Brief:
So that nothing is lost, restate each entry exactly as supplied.

Data for this task START

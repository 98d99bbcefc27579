use std::path::{Path, PathBuf};

use anyhow::Result;

use crate::args::{Args, Command};
use crate::manager::DEFAULT_BASE_PACKAGE;
use crate::startup::StartupFile;

/// Startup file looked for in the working directory when none is given.
const DEFAULT_CONFIG: &str = "startup.vtpkg";
const DEFAULT_PACKAGE_DIR: &str = "packages";

#[derive(thiserror::Error, Debug)]
pub enum Error {
    #[error("Startup file {0:?} does not exist")]
    ConfigNotFound(PathBuf),
    #[error("Invalid config path has no parent (should not happen)")]
    ConfigHasNoParent,
}

/// Settings are like Args, except all the logic has
/// been applied so e.g. defaults are added in and the
/// startup file has been read.
#[derive(Debug)]
pub struct Settings {
    /// Canonicalized path of the startup file, if there is one.
    pub config: Option<PathBuf>,
    /// Startup file contents, kept as written so they can be saved back.
    pub startup: StartupFile,
    pub package_dir: PathBuf,
    pub user_package_dir: Option<PathBuf>,
    pub base_package: String,
    /// Codepaths to enable at startup. `None` means every available package.
    pub enabled: Option<Vec<String>>,
    pub command: Command,
    pub yes: bool,
    pub verbose: u8,
}

impl Settings {
    /// Package directories in search order.
    pub fn package_dirs(&self) -> Vec<PathBuf> {
        let mut dirs = Vec::with_capacity(2);
        dirs.push(self.package_dir.clone());
        if let Some(user_dir) = &self.user_package_dir {
            dirs.push(user_dir.clone());
        }
        dirs
    }
}

impl TryFrom<Args> for Settings {
    type Error = anyhow::Error;
    fn try_from(args: Args) -> Result<Self, Self::Error> {
        let config = match &args.config {
            Some(path) => {
                let path = PathBuf::from(path);
                if !path.exists() {
                    return Err(Error::ConfigNotFound(path).into());
                }
                Some(path.canonicalize()?)
            }
            None => {
                let path = PathBuf::from(DEFAULT_CONFIG);
                if path.exists() {
                    Some(path.canonicalize()?)
                } else {
                    None
                }
            }
        };

        let (startup, config_dir) = match &config {
            Some(path) => {
                log::debug!("reading startup file {path:?}");
                let parent = path.parent().ok_or(Error::ConfigHasNoParent)?;
                (StartupFile::read(path)?, Some(parent.to_path_buf()))
            }
            None => (StartupFile::default(), None),
        };

        // command line first, then startup file (relative to its own dir), then defaults:
        let package_dir = args
            .package_dir
            .map(PathBuf::from)
            .or_else(|| relative_to(config_dir.as_deref(), startup.package_dir.as_deref()))
            .unwrap_or_else(|| PathBuf::from(DEFAULT_PACKAGE_DIR));
        let user_package_dir = args
            .user_package_dir
            .map(PathBuf::from)
            .or_else(|| relative_to(config_dir.as_deref(), startup.user_package_dir.as_deref()));

        let base_package = startup
            .base_package
            .clone()
            .unwrap_or_else(|| DEFAULT_BASE_PACKAGE.to_owned());
        let enabled = startup.enabled.clone();

        Ok(Self {
            config,
            startup,
            package_dir,
            user_package_dir,
            base_package,
            enabled,
            command: args.command,
            yes: args.yes,
            verbose: args.verbose,
        })
    }
}

fn relative_to(dir: Option<&Path>, path: Option<&str>) -> Option<PathBuf> {
    let path = Path::new(path?);
    match dir {
        Some(dir) if path.is_relative() => Some(dir.join(path)),
        _ => Some(path.to_path_buf()),
    }
}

Data for this task END

The answer:
repository 98d99bbcefc27579
use std::path::{Path, PathBuf};

use anyhow::Result;

use crate::args::{Args, Command};
use crate::manager::DEFAULT_BASE_PACKAGE;
use crate::startup::StartupFile;

/// Startup file looked for in the working directory when none is given.
const DEFAULT_CONFIG: &str = "startup.vtpkg";
const DEFAULT_PACKAGE_DIR: &str = "packages";

#[derive(thiserror::Error, Debug)]
pub enum Error {
    #[error("Startup file {0:?} does not exist")]
    ConfigNotFound(PathBuf),
    #[error("Invalid config path has no parent (should not happen)")]
    ConfigHasNoParent,
}

/// Settings are like Args, except all the logic has
/// been applied so e.g. defaults are added in and the
/// startup file has been read.
#[derive(Debug)]
pub struct Settings {
    /// Canonicalized path of the startup file, if there is one.
    pub config: Option<PathBuf>,
    /// Startup file contents, kept as written so they can be saved back.
    pub startup: StartupFile,
    pub package_dir: PathBuf,
    pub user_package_dir: Option<PathBuf>,
    pub base_package: String,
    /// Codepaths to enable at startup. `None` means every available package.
    pub enabled: Option<Vec<String>>,
    pub command: Command,
    pub yes: bool,
    pub verbose: u8,
}

impl Settings {
    /// Package directories in search order.
    pub fn package_dirs(&self) -> Vec<PathBuf> {
        let mut dirs = Vec::with_capacity(2);
        dirs.push(self.package_dir.clone());
        if let Some(user_dir) = &self.user_package_dir {
            dirs.push(user_dir.clone());
        }
        dirs
    }
}

impl TryFrom<Args> for Settings {
    type Error = anyhow::Error;
    fn try_from(args: Args) -> Result<Self, Self::Error> {
        let config = match &args.config {
            Some(path) => {
                let path = PathBuf::from(path);
                if !path.exists() {
                    return Err(Error::ConfigNotFound(path).into());
                }
                Some(path.canonicalize()?)
            }
            None => {
                let path = PathBuf::from(DEFAULT_CONFIG);
                if path.exists() {
                    Some(path.canonicalize()?)
                } else {
                    None
                }
            }
        };

        let (startup, config_dir) = match &config {
            Some(path) => {
                log::debug!("reading startup file {path:?}");
                let parent = path.parent().ok_or(Error::ConfigHasNoParent)?;
                (StartupFile::read(path)?, Some(parent.to_path_buf()))
            }
            None => (StartupFile::default(), None),
        };

        // command line first, then startup file (relative to its own dir), then defaults:
        let package_dir = args
            .package_dir
            .map(PathBuf::from)
            .or_else(|| relative_to(config_dir.as_deref(), startup.package_dir.as_deref()))
            .unwrap_or_else(|| PathBuf::from(DEFAULT_PACKAGE_DIR));
        let user_package_dir = args
            .user_package_dir
            .map(PathBuf::from)
            .or_else(|| relative_to(config_dir.as_deref(), startup.user_package_dir.as_deref()));

        let base_package = startup
            .base_package
            .clone()
            .unwrap_or_else(|| DEFAULT_BASE_PACKAGE.to_owned());
        let enabled = startup.enabled.clone();

        Ok(Self {
            config,
            startup,
            package_dir,
            user_package_dir,
            base_package,
            enabled,
            command: args.command,
            yes: args.yes,
            verbose: args.verbose,
        })
    }
}

fn relative_to(dir: Option<&Path>, path: Option<&str>) -> Option<PathBuf> {
    let path = Path::new(path?);
    match dir {
        Some(dir) if path.is_relative() => Some(dir.join(path)),
        _ => Some(path.to_path_buf()),
    }
}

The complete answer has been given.